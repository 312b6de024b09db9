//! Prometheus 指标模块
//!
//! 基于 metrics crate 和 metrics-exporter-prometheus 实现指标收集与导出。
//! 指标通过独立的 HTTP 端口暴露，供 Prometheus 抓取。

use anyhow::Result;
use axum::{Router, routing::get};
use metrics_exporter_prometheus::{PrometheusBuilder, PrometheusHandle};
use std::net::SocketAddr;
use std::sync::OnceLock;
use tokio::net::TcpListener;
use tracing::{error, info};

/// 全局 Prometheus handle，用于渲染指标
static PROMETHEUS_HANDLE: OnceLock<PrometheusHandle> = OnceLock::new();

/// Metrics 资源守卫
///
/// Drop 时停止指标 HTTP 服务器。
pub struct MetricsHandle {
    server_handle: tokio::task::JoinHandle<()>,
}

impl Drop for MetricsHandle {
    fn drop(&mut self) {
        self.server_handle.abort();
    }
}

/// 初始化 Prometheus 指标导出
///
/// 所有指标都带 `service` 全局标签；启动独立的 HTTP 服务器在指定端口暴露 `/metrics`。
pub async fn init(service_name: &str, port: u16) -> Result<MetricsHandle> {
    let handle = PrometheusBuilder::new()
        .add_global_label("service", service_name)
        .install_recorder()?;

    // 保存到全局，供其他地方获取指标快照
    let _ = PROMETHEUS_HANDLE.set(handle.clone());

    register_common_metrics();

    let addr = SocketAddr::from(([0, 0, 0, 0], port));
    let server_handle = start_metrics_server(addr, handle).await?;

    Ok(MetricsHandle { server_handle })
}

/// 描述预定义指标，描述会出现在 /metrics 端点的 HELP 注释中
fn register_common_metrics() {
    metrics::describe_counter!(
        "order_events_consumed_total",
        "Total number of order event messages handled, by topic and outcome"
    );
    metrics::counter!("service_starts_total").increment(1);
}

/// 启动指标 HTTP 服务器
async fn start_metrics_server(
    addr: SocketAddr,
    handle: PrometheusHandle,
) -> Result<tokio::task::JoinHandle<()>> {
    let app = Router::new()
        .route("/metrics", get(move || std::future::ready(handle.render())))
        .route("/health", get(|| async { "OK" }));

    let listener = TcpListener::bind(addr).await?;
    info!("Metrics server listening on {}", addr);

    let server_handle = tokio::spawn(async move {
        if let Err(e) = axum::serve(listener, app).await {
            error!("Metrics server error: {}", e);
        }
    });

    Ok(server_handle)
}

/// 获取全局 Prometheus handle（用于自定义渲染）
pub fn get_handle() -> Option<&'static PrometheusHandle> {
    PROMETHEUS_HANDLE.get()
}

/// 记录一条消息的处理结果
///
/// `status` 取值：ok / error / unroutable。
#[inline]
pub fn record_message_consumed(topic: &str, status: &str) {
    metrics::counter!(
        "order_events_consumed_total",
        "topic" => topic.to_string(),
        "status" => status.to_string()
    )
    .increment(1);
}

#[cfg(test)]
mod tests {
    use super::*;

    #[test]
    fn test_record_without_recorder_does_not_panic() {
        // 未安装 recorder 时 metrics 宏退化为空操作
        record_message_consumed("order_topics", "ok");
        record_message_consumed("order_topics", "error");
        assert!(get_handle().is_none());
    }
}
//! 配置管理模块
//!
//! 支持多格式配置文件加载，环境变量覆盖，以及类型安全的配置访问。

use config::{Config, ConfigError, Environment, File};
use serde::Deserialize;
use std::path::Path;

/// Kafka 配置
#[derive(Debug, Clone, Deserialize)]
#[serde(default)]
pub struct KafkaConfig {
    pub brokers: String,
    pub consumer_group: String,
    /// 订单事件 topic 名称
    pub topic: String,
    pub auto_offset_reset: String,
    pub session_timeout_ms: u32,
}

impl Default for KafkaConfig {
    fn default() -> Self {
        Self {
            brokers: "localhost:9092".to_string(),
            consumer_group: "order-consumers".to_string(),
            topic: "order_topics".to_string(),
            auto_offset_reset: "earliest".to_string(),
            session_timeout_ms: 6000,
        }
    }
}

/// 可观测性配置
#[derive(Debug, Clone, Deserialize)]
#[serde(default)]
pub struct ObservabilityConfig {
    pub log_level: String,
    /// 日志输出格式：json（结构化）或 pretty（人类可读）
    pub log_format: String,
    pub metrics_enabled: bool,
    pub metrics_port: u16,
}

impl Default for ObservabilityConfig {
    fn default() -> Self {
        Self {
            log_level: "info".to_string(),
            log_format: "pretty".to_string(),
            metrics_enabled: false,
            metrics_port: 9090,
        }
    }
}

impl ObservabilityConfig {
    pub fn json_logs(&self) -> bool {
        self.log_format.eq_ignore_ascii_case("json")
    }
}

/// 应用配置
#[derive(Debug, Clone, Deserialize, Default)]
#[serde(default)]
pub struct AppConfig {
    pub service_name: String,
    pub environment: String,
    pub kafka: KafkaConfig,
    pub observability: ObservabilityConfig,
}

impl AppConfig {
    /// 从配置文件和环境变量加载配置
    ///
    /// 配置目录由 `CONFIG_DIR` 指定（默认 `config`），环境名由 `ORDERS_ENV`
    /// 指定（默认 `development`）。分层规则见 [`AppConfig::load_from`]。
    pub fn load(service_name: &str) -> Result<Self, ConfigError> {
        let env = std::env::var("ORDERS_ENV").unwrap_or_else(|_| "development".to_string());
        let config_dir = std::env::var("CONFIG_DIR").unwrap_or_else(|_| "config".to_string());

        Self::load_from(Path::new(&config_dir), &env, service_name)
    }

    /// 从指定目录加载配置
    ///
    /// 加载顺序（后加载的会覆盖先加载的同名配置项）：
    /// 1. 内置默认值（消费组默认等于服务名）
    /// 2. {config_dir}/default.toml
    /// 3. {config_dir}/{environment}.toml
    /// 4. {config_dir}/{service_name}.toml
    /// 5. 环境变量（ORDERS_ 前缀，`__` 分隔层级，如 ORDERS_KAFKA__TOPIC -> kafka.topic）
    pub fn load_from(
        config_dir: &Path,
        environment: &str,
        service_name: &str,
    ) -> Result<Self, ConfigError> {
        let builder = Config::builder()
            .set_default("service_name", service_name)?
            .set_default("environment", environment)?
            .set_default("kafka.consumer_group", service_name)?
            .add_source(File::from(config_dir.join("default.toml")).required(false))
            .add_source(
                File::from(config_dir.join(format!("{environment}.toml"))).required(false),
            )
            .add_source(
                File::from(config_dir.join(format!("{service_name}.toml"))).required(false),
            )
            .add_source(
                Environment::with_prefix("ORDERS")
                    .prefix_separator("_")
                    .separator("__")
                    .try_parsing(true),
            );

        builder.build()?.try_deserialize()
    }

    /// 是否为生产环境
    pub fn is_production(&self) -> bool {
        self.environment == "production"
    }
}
+ + + + + + +
> _Task objective_: Produce a precise copy of all the material above.

> _Written reply_:
repository 312b6de024b09db9
//! Prometheus 指标模块
//!
//! 基于 metrics crate 和 metrics-exporter-prometheus 实现指标收集与导出。
//! 指标通过独立的 HTTP 端口暴露，供 Prometheus 抓取。

use anyhow::Result;
use axum::{Router, routing::get};
use metrics_exporter_prometheus::{PrometheusBuilder, PrometheusHandle};
use std::net::SocketAddr;
use std::sync::OnceLock;
use tokio::net::TcpListener;
use tracing::{error, info};

/// 全局 Prometheus handle，用于渲染指标
static PROMETHEUS_HANDLE: OnceLock<PrometheusHandle> = OnceLock::new();

/// Metrics 资源守卫
///
/// Drop 时停止指标 HTTP 服务器。
pub struct MetricsHandle {
    server_handle: tokio::task::JoinHandle<()>,
}

impl Drop for MetricsHandle {
    fn drop(&mut self) {
        self.server_handle.abort();
    }
}

/// 初始化 Prometheus 指标导出
///
/// 所有指标都带 `service` 全局标签；启动独立的 HTTP 服务器在指定端口暴露 `/metrics`。
pub async fn init(service_name: &str, port: u16) -> Result<MetricsHandle> {
    let handle = PrometheusBuilder::new()
        .add_global_label("service", service_name)
        .install_recorder()?;

    // 保存到全局，供其他地方获取指标快照
    let _ = PROMETHEUS_HANDLE.set(handle.clone());

    register_common_metrics();

    let addr = SocketAddr::from(([0, 0, 0, 0], port));
    let server_handle = start_metrics_server(addr, handle).await?;

    Ok(MetricsHandle { server_handle })
}

/// 描述预定义指标，描述会出现在 /metrics 端点的 HELP 注释中
fn register_common_metrics() {
    metrics::describe_counter!(
        "order_events_consumed_total",
        "Total number of order event messages handled, by topic and outcome"
    );
    metrics::counter!("service_starts_total").increment(1);
}

/// 启动指标 HTTP 服务器
async fn start_metrics_server(
    addr: SocketAddr,
    handle: PrometheusHandle,
) -> Result<tokio::task::JoinHandle<()>> {
    let app = Router::new()
        .route("/metrics", get(move || std::future::ready(handle.render())))
        .route("/health", get(|| async { "OK" }));

    let listener = TcpListener::bind(addr).await?;
    info!("Metrics server listening on {}", addr);

    let server_handle = tokio::spawn(async move {
        if let Err(e) = axum::serve(listener, app).await {
            error!("Metrics server error: {}", e);
        }
    });

    Ok(server_handle)
}

/// 获取全局 Prometheus handle（用于自定义渲染）
pub fn get_handle() -> Option<&'static PrometheusHandle> {
    PROMETHEUS_HANDLE.get()
}

/// 记录一条消息的处理结果
///
/// `status` 取值：ok / error / unroutable。
#[inline]
pub fn record_message_consumed(topic: &str, status: &str) {
    metrics::counter!(
        "order_events_consumed_total",
        "topic" => topic.to_string(),
        "status" => status.to_string()
    )
    .increment(1);
}

#[cfg(test)]
mod tests {
    use super::*;

    #[test]
    fn test_record_without_recorder_does_not_panic() {
        // 未安装 recorder 时 metrics 宏退化为空操作
        record_message_consumed("order_topics", "ok");
        record_message_consumed("order_topics", "error");
        assert!(get_handle().is_none());
    }
}
//! 配置管理模块
//!
//! 支持多格式配置文件加载，环境变量覆盖，以及类型安全的配置访问。

use config::{Config, ConfigError, Environment, File};
use serde::Deserialize;
use std::path::Path;

/// Kafka 配置
#[derive(Debug, Clone, Deserialize)]
#[serde(default)]
pub struct KafkaConfig {
    pub brokers: String,
    pub consumer_group: String,
    /// 订单事件 topic 名称
    pub topic: String,
    pub auto_offset_reset: String,
    pub session_timeout_ms: u32,
}

impl Default for KafkaConfig {
    fn default() -> Self {
        Self {
            brokers: "localhost:9092".to_string(),
            consumer_group: "order-consumers".to_string(),
            topic: "order_topics".to_string(),
            auto_offset_reset: "earliest".to_string(),
            session_timeout_ms: 6000,
        }
    }
}

/// 可观测性配置
#[derive(Debug, Clone, Deserialize)]
#[serde(default)]
pub struct ObservabilityConfig {
    pub log_level: String,
    /// 日志输出格式：json（结构化）或 pretty（人类可读）
    pub log_format: String,
    pub metrics_enabled: bool,
    pub metrics_port: u16,
}

impl Default for ObservabilityConfig {
    fn default() -> Self {
        Self {
            log_level: "info".to_string(),
            log_format: "pretty".to_string(),
            metrics_enabled: false,
            metrics_port: 9090,
        }
    }
}

impl ObservabilityConfig {
    pub fn json_logs(&self) -> bool {
        self.log_format.eq_ignore_ascii_case("json")
    }
}

/// 应用配置
#[derive(Debug, Clone, Deserialize, Default)]
#[serde(default)]
pub struct AppConfig {
    pub service_name: String,
    pub environment: String,
    pub kafka: KafkaConfig,
    pub observability: ObservabilityConfig,
}

impl AppConfig {
    /// 从配置文件和环境变量加载配置
    ///
    /// 配置目录由 `CONFIG_DIR` 指定（默认 `config`），环境名由 `ORDERS_ENV`
    /// 指定（默认 `development`）。分层规则见 [`AppConfig::load_from`]。
    pub fn load(service_name: &str) -> Result<Self, ConfigError> {
        let env = std::env::var("ORDERS_ENV").unwrap_or_else(|_| "development".to_string());
        let config_dir = std::env::var("CONFIG_DIR").unwrap_or_else(|_| "config".to_string());

        Self::load_from(Path::new(&config_dir), &env, service_name)
    }

    /// 从指定目录加载配置
    ///
    /// 加载顺序（后加载的会覆盖先加载的同名配置项）：
    /// 1. 内置默认值（消费组默认等于服务名）
    /// 2. {config_dir}/default.toml
    /// 3. {config_dir}/{environment}.toml
    /// 4. {config_dir}/{service_name}.toml
    /// 5. 环境变量（ORDERS_ 前缀，`__` 分隔层级，如 ORDERS_KAFKA__TOPIC -> kafka.topic）
    pub fn load_from(
        config_dir: &Path,
        environment: &str,
        service_name: &str,
    ) -> Result<Self, ConfigError> {
        let builder = Config::builder()
            .set_default("service_name", service_name)?
            .set_default("environment", environment)?
            .set_default("kafka.consumer_group", service_name)?
            .add_source(File::from(config_dir.join("default.toml")).required(false))
            .add_source(
                File::from(config_dir.join(format!("{environment}.toml"))).required(false),
            )
            .add_source(
                File::from(config_dir.join(format!("{service_name}.toml"))).required(false),
            )
            .add_source(
                Environment::with_prefix("ORDERS")
                    .prefix_separator("_")
                    .separator("__")
                    .try_parsing(true),
            );

        builder.build()?.try_deserialize()
    }

    /// 是否为生产环境
    pub fn is_production(&self) -> bool {
        self.environment == "production"
    }
}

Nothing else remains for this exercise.